**TO DO**: List each line of the data that holds the word "static".

**AVAILABLE DATA**:
=== Section Start ===

//! The plugin's table instance and the exported function the host calls once
//! after loading the plugin.
//!
//! The initializer refuses a table whose fingerprint differs from the one
//! the plugin was generated with, and only accepts the first table it is
//! handed.

use std::fmt::{Result as FmtResult, Write};

use super::{Api, Emit};

/// `static <Table> <instance>;` plus the exported initializer.
pub struct PluginInitializer<'a>(pub Api<'a>);

impl Emit for PluginInitializer<'_> {
    fn emit(&self, buf: &mut String) -> FmtResult {
        let Api {
            naming, signatures, ..
        } = self.0;
        let instance = &naming.table_instance;

        writeln!(buf, "static {} {instance};", naming.table_type)?;
        writeln!(buf, "static int {instance}_initialized = 0;")?;
        writeln!(buf)?;
        writeln!(
            buf,
            "{} int {}({}* api, unsigned long long fingerprint) {{",
            naming.export_macro, naming.init_fn, naming.table_type
        )?;
        writeln!(
            buf,
            "  if (fingerprint != {}) return {};",
            naming.define("NATIVE_API_FINGERPRINT"),
            naming.define("API_INIT_MISMATCH")
        )?;
        writeln!(
            buf,
            "  if ({instance}_initialized) return {};",
            naming.define("API_INIT_ALREADY")
        )?;
        for signature in signatures {
            let field = naming.field_name(&signature.name);
            writeln!(buf, "  {instance}.{field} = api->{field};")?;
        }
        writeln!(buf, "  {instance}_initialized = 1;")?;
        writeln!(buf, "  return {};", naming.define("API_INIT_OK"))?;
        writeln!(buf, "}}")?;
        writeln!(buf)
    }
}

=== Section End ===

**EXERCISE SOLUTION**:
/// `static <Table> <instance>;` plus the exported initializer.
        writeln!(buf, "static {} {instance};", naming.table_type)?;
        writeln!(buf, "static int {instance}_initialized = 0;")?;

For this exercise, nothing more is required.